7.10. Standard 10, Research Programs
The college must maintain substantial research activities of high quality that integrate with and strengthen the professional program. The college must demonstrate continuing scholarly productivity and must provide opportunities for any interested students in the professional veterinary program to be exposed to or participate in on-going high quality research. All students must receive training in the principles and application of research methods and in the appraisal and integration of research into veterinary medicine and animal health.
7.11. Standard 11, Outcomes Assessment
Outcomes of the veterinary medical degree program must be measured, analyzed, and considered to improve the program. New graduates must have the basic scientific knowledge, skills, and values to provide entry-level health care, independently, at the time of graduation. Student achievement must be included in outcome assessment. Processes must be in place to remediate students who do not demonstrate competence in one or more of the nine competencies.
The college should have in place a system to gather outcomes data on recent graduates to ensure that the competencies and learning objectives in the program result in relevant entry level competencies.

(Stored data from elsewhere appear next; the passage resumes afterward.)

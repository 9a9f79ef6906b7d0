//! Builder assembles a [`Reconciler`] from its configuration, validating the
//! mandatory fields before any cluster connection is attempted.

use std::path::{Path, PathBuf};

use kube::{
    Client, Config,
    client::ClientBuilder,
    config::{KubeConfigOptions, Kubeconfig},
    discovery::ApiResource,
    runtime::{
        events::{Recorder, Reporter},
        reflector,
    },
};
use tokio_util::sync::CancellationToken;
use tracing::info;

use crate::{
    Error, Health, HealthSignal, OverlayKey, Result,
    discovery::Resolver,
    queue::{RateLimitingQueue, default_rate_limiter},
    reconcile::Reconciler,
};

/// DEFAULT_WORKERS is the worker pool size unless configured otherwise.
pub const DEFAULT_WORKERS: usize = 2;

/// Watched_resources lists the built-in dependent resource endpoints.
fn watched_resources() -> Vec<ApiResource> {
    [
        ("Pod", "pods"),
        ("PersistentVolumeClaim", "persistentvolumeclaims"),
        ("ConfigMap", "configmaps"),
    ]
    .into_iter()
    .map(|(kind, plural)| ApiResource {
        group: String::new(),
        version: "v1".into(),
        api_version: "v1".into(),
        kind: kind.into(),
        plural: plural.into(),
    })
    .collect()
}

/// ReconcilerBuilder configures and constructs a [`Reconciler`].
///
/// Mandatory fields are the controller name, the working context, the worker
/// count, the source configuration path, and both health callbacks; the
/// kubeconfig path, API address, and namespace filter are optional.
#[derive(Default)]
pub struct ReconcilerBuilder {
    controller_name: Option<String>,
    working_context: Option<CancellationToken>,
    working_workers: Option<usize>,
    source_configuration: Option<PathBuf>,
    namespace_filter: Option<String>,
    kubernetes_config: Option<PathBuf>,
    kubernetes_address: Option<String>,
    update_readyz: Option<HealthSignal>,
    update_healthz: Option<HealthSignal>,
}

impl ReconcilerBuilder {
    /// New returns an empty builder.
    pub fn new() -> Self {
        Self::default()
    }

    /// Controller_name sets the name used for events and field management.
    pub fn controller_name<S: Into<String>>(mut self, name: S) -> Self {
        self.controller_name = Some(name.into());
        self
    }

    /// Working_context sets the cancellation token bounding the run.
    pub fn working_context(mut self, token: CancellationToken) -> Self {
        self.working_context = Some(token);
        self
    }

    /// Working_workers sets the worker pool size.
    pub fn working_workers(mut self, count: usize) -> Self {
        self.working_workers = Some(count);
        self
    }

    /// Source_configuration sets the source template path.
    pub fn source_configuration<P: Into<PathBuf>>(mut self, path: P) -> Self {
        self.source_configuration = Some(path.into());
        self
    }

    /// Namespace_filter restricts the watches to one namespace.
    pub fn namespace_filter<S: Into<String>>(mut self, namespace: S) -> Self {
        self.namespace_filter = Some(namespace.into());
        self
    }

    /// Kubernetes_config points at an explicit kubeconfig file.
    pub fn kubernetes_config<P: Into<PathBuf>>(mut self, path: P) -> Self {
        self.kubernetes_config = Some(path.into());
        self
    }

    /// Kubernetes_address overrides the API server address.
    pub fn kubernetes_address<S: Into<String>>(mut self, address: S) -> Self {
        self.kubernetes_address = Some(address.into());
        self
    }

    /// Update_readyz sets the readiness callback.
    pub fn update_readyz(mut self, signal: HealthSignal) -> Self {
        self.update_readyz = Some(signal);
        self
    }

    /// Update_healthz sets the liveness callback.
    pub fn update_healthz(mut self, signal: HealthSignal) -> Self {
        self.update_healthz = Some(signal);
        self
    }

    /// Validate lists every missing mandatory field at once.
    fn validate(&self) -> Result<()> {
        let mut missing = Vec::new();
        if self.controller_name.is_none() {
            missing.push("controllerName");
        }
        if self.working_context.is_none() {
            missing.push("workingContext");
        }
        if self.working_workers.is_none() {
            missing.push("workingWorkers");
        }
        if self.source_configuration.is_none() {
            missing.push("sourceConfiguration");
        }
        if self.update_readyz.is_none() {
            missing.push("updateReadyz");
        }
        if self.update_healthz.is_none() {
            missing.push("updateHealthz");
        }
        if missing.is_empty() {
            Ok(())
        } else {
            Err(Error::Config(format!(
                "missing values in the following fields: {}",
                missing.join(", ")
            )))
        }
    }

    /// Build validates the configuration, connects to the cluster, and wires
    /// the reconciler's queue, caches, and event recorder.
    pub async fn build(self) -> Result<Reconciler> {
        info!("validate controller configuration");
        self.validate()?;
        let controller_name = self.controller_name.expect("validated");
        let cancel = self.working_context.expect("validated");
        let workers = self.working_workers.expect("validated");
        let source_configuration = self.source_configuration.expect("validated");
        let update_readyz = self.update_readyz.expect("validated");
        let update_healthz = self.update_healthz.expect("validated");

        info!("create kubernetes connection");
        let config = connection_config(
            self.kubernetes_config.as_deref(),
            self.kubernetes_address.as_deref(),
        )
        .await?;
        let client: Client = ClientBuilder::try_from(config)?.build();

        info!("create informer caches");
        let (overlays, overlay_writer) = reflector::store();

        info!("create workqueue");
        let queue = RateLimitingQueue::<OverlayKey>::new(default_rate_limiter());

        info!("create event recorder");
        let reporter = Reporter {
            controller: controller_name.clone(),
            instance: std::env::var("CONTROLLER_POD_NAME").ok(),
        };
        let recorder = Recorder::new(client.clone(), reporter);

        Ok(Reconciler {
            controller_name,
            resolver: Resolver::new(client.clone()),
            client,
            cancel,
            workers,
            source_configuration,
            namespace: self.namespace_filter,
            queue,
            overlays,
            overlay_writer,
            dependents: watched_resources(),
            recorder,
            health: Health::new(update_readyz, update_healthz),
        })
    }
}

/// Connection_config builds the client configuration: an explicit kubeconfig
/// and/or API address when given, otherwise inferred (in-cluster or local).
async fn connection_config(path: Option<&Path>, address: Option<&str>) -> Result<Config> {
    let mut config = match (path, address) {
        (Some(path), _) => {
            Config::from_custom_kubeconfig(
                Kubeconfig::read_from(path)?,
                &KubeConfigOptions::default(),
            )
            .await?
        }
        (None, Some(address)) => Config::new(address.parse()?),
        (None, None) => Config::infer().await?,
    };
    if let (Some(_), Some(address)) = (path, address) {
        config.cluster_url = address.parse()?;
    }
    Ok(config)
}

The college must have processes in place whereby students are observed and assessed, with timely documentation to assure accuracy of the assessment for having attained each of the following competencies:
- comprehensive patient diagnosis (problem solving skills), appropriate use of diagnostic testing, and record management
- comprehensive treatment planning including patient referral when indicated
- anesthesia and pain management, patient welfare
- basic surgery skills and case management
- basic medicine skills and case management
- emergency and intensive care case management
- understanding of health promotion and biosecurity, prevention and control of disease including zoonoses and principles of food safety
- client communications and ethical conduct
- critical analysis of new information and research findings relevant to veterinary medicine.
The Council on Education expects that 80% or more of each college's graduating senior students sitting for the NAVLE will have passed at the time of graduation.*
*Colleges that do not meet this criterion will be subjected to the following analysis. The Council will calculate a 95% exact binomial confidence interval for the NAVLE scores for colleges whose NAVLE pass rate falls below 80%. Colleges with an upper limit of an exact 95% binomial confidence interval less than 85% for two successive years in which scores are available will be placed on Probationary Accreditation. Colleges with an upper limit of an exact 95% binomial confidence level less than 85% for four successive years in which scores are available will, for cause, be placed on Terminal Accreditation. If no program graduates take the NAVLE, the Council will use other student educational outcomes in assessing compliance with the standard including those listed in 12.11.1.